Schedule conversations. Even if you have been rehearsing an important conversation in your head and feel prepared, don’t bring up the topic on the spur of the moment (such as when the parent is picking up or dropping off their child). Instead, schedule a time for the conversation, either in person or over the phone, so that you and the parents have time to adequately prepare. - Assume positivity and curiosity. When approaching sensitive topics with the parents or guardians of your students, assume the best and try to be curious instead of critical. Give the benefit of the doubt and try to see how “problem” behavior could be an indicator of certain strengths or skills. Try to ask open-ended questions and be curious to learn more about the context for the student’s behavior, instead of making statements and assuming you understand the situation fully.
- Show examples. If you are talking with a parent about their student’s performance in class, make sure you have examples of their work to share. This will help provide objective examples and may prevent parents from getting defensive or making excuses for a student who is struggling.
- Create FAQs. Create written or video answers to frequently asked questions from students. This will save you from answering the same question from multiple students or parents. If one person has a question about something, it is likely that others will as well, so try to anticipate this and proactively answer questions.
- Make sure you are well-resourced. If you’re feeling tired, overwhelmed or frustrated going into a conversation with a parent, your emotions may impact the way you explain a situation and could cause parents to feel defensive or frustrated themselves. Check in with yourself prior to the conversation and see if there is a way to calm your nervous system and resource yourself so that you can speak clearly and objectively.
- Employ some empathy. There may be situations that you can’t “fix” right away but could benefit from empathy. Whether you’re wanting to strengthen your relationship with a parent or collaborate more effectively with them, simply hearing out their concerns and frustrations can help everyone feel like they are on the same team.
- Maintain confidentiality. It is important to respect the privacy of your students and their families. When speaking about an issue that involves two or more students, do not name the other students involved unless you have permission from them and their parents.
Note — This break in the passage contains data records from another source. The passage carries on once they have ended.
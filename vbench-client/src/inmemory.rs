//! In-memory reference driver.
//!
//! [`InMemoryClient`] keeps the collection in a `HashMap` behind a
//! `tokio::sync::RwLock` and scores queries exactly per [`MetricType`]. It
//! is the reference implementation of the client contract, used by the test
//! suite and suitable for harness development without a live backend.
//!
//! An asynchronous index build can be simulated through the `index_polls`
//! connection parameter: `optimize` then reports a pending counter that
//! drains by one per poll before reaching ready.

use std::collections::HashMap;
use std::sync::Arc;
use std::sync::atomic::{AtomicU64, Ordering};
use std::time::Duration;

use async_trait::async_trait;
use tokio::sync::RwLock;
use tracing::debug;

use crate::client::{ClientSession, RecordBatch, VectorClient};
use crate::config::{CollectionSchema, ConnectionParams, MetricType, SearchFilters};
use crate::error::{BenchError, Result};
use crate::observe::BenchObserver;
use crate::ready::{PollOptions, ReadyState, ReadyStatus, poll_until_ready};

const BACKEND: &str = "inmemory";

#[derive(Default)]
struct InMemoryState {
    /// `None` until the collection is created.
    records: RwLock<Option<HashMap<i64, Vec<f32>>>>,
    /// Simulated index-build polls remaining before `optimize` is ready.
    pending_polls: AtomicU64,
}

/// An in-memory [`VectorClient`] with exact per-metric scoring.
pub struct InMemoryClient {
    schema: CollectionSchema,
    state: Arc<InMemoryState>,
    index_polls: u64,
    poll_interval: Duration,
}

impl InMemoryClient {
    /// Validate connection parameters and bind the target schema.
    ///
    /// Recognized parameters: `index_polls` (simulated build polls before
    /// `optimize` reports ready, default 0) and `poll_interval_ms`
    /// (backoff between simulated polls, default 2000).
    ///
    /// Performs no I/O.
    pub fn configure(params: &ConnectionParams, schema: &CollectionSchema) -> Result<Self> {
        let index_polls = params.parse_or("index_polls", 0u64)?;
        let poll_interval = Duration::from_millis(params.parse_or("poll_interval_ms", 2000u64)?);
        Ok(Self {
            schema: schema.clone(),
            state: Arc::new(InMemoryState::default()),
            index_polls,
            poll_interval,
        })
    }
}

#[async_trait]
impl VectorClient for InMemoryClient {
    fn backend(&self) -> &'static str {
        BACKEND
    }

    fn schema(&self) -> &CollectionSchema {
        &self.schema
    }

    async fn setup_schema(&self, drop_existing: bool) -> Result<()> {
        if !drop_existing {
            return Ok(());
        }
        let mut records = self.state.records.write().await;
        *records = Some(HashMap::new());
        self.state.pending_polls.store(self.index_polls, Ordering::SeqCst);
        debug!(
            collection = %self.schema.name,
            dimensions = self.schema.dimensions,
            "created in-memory collection"
        );
        Ok(())
    }

    async fn session(&self) -> Result<Box<dyn ClientSession>> {
        Ok(Box::new(InMemorySession {
            schema: self.schema.clone(),
            state: Arc::clone(&self.state),
        }))
    }

    async fn optimize(
        &self,
        deadline: Option<Duration>,
        observer: &dyn BenchObserver,
    ) -> Result<()> {
        let state = Arc::clone(&self.state);
        let probe = move || {
            let state = Arc::clone(&state);
            async move {
                let pending = state.pending_polls.load(Ordering::SeqCst);
                if pending == 0 {
                    return Ok(ReadyStatus::ready());
                }
                state.pending_polls.store(pending - 1, Ordering::SeqCst);
                Ok(ReadyStatus::busy(ReadyState::IndexBuilding, pending))
            }
        };

        let options = PollOptions { interval: self.poll_interval, deadline };
        let report = poll_until_ready(probe, options, observer).await?;
        debug!(polls = report.polls, elapsed = ?report.elapsed, "in-memory index ready");
        Ok(())
    }
}

struct InMemorySession {
    schema: CollectionSchema,
    state: Arc<InMemoryState>,
}

impl InMemorySession {
    /// Similarity score, higher is nearer, per the configured metric.
    fn score(&self, stored: &[f32], query: &[f32]) -> f32 {
        match self.schema.index.metric {
            MetricType::L2 => {
                let dist: f32 =
                    stored.iter().zip(query).map(|(a, b)| (a - b) * (a - b)).sum::<f32>();
                -dist
            }
            MetricType::InnerProduct => stored.iter().zip(query).map(|(a, b)| a * b).sum(),
            MetricType::Cosine => {
                let dot: f32 = stored.iter().zip(query).map(|(a, b)| a * b).sum();
                let norm_a: f32 = stored.iter().map(|x| x * x).sum::<f32>().sqrt();
                let norm_b: f32 = query.iter().map(|x| x * x).sum::<f32>().sqrt();
                if norm_a == 0.0 || norm_b == 0.0 { 0.0 } else { dot / (norm_a * norm_b) }
            }
        }
    }
}

#[async_trait]
impl ClientSession for InMemorySession {
    async fn insert(&mut self, batch: RecordBatch<'_>) -> Result<usize> {
        let mut records = self.state.records.write().await;
        let records = records.as_mut().ok_or_else(|| BenchError::Insert {
            backend: BACKEND,
            inserted: 0,
            message: format!("collection '{}' does not exist", self.schema.name),
        })?;

        let mut inserted = 0;
        for (id, vector) in batch.ids.iter().zip(batch.vectors) {
            if vector.len() != self.schema.dimensions {
                return Err(BenchError::Insert {
                    backend: BACKEND,
                    inserted,
                    message: format!(
                        "dimension mismatch for id {id}: expected {}, got {}",
                        self.schema.dimensions,
                        vector.len()
                    ),
                });
            }
            // Ids are caller-supplied and unique per run; a duplicate means
            // the caller retried a committed batch, which must surface.
            if records.contains_key(id) {
                return Err(BenchError::Insert {
                    backend: BACKEND,
                    inserted,
                    message: format!("duplicate id {id}"),
                });
            }
            records.insert(*id, vector.clone());
            inserted += 1;
        }
        Ok(inserted)
    }

    async fn search(
        &mut self,
        query: &[f32],
        k: usize,
        _filters: Option<&SearchFilters>,
    ) -> Result<Vec<i64>> {
        let records = self.state.records.read().await;
        let records = records.as_ref().ok_or_else(|| BenchError::Search {
            backend: BACKEND,
            message: format!("collection '{}' does not exist", self.schema.name),
        })?;

        let mut scored: Vec<(i64, f32)> =
            records.iter().map(|(id, vector)| (*id, self.score(vector, query))).collect();
        // Nearest first; ties broken by id so results are deterministic.
        scored.sort_by(|a, b| {
            b.1.partial_cmp(&a.1).unwrap_or(std::cmp::Ordering::Equal).then(a.0.cmp(&b.0))
        });
        scored.truncate(k);
        Ok(scored.into_iter().map(|(id, _)| id).collect())
    }
}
It is also a good idea to refrain from talking about a student’s personal life with other teachers or school staff.
- Ask for feedback. How do parents feel about your level of communication? Try asking for feedback on your communication style and frequency—perhaps sending out an anonymous survey so that parents can freely give their opinion.
- Give yourself breaks. If you find yourself on video calls or using the computer for a large portion of your work day, try taking a break from screens once you’re off work. By setting healthy boundaries in your work life, you will be able to more fully give yourself to your students and their families when you’re on the clock.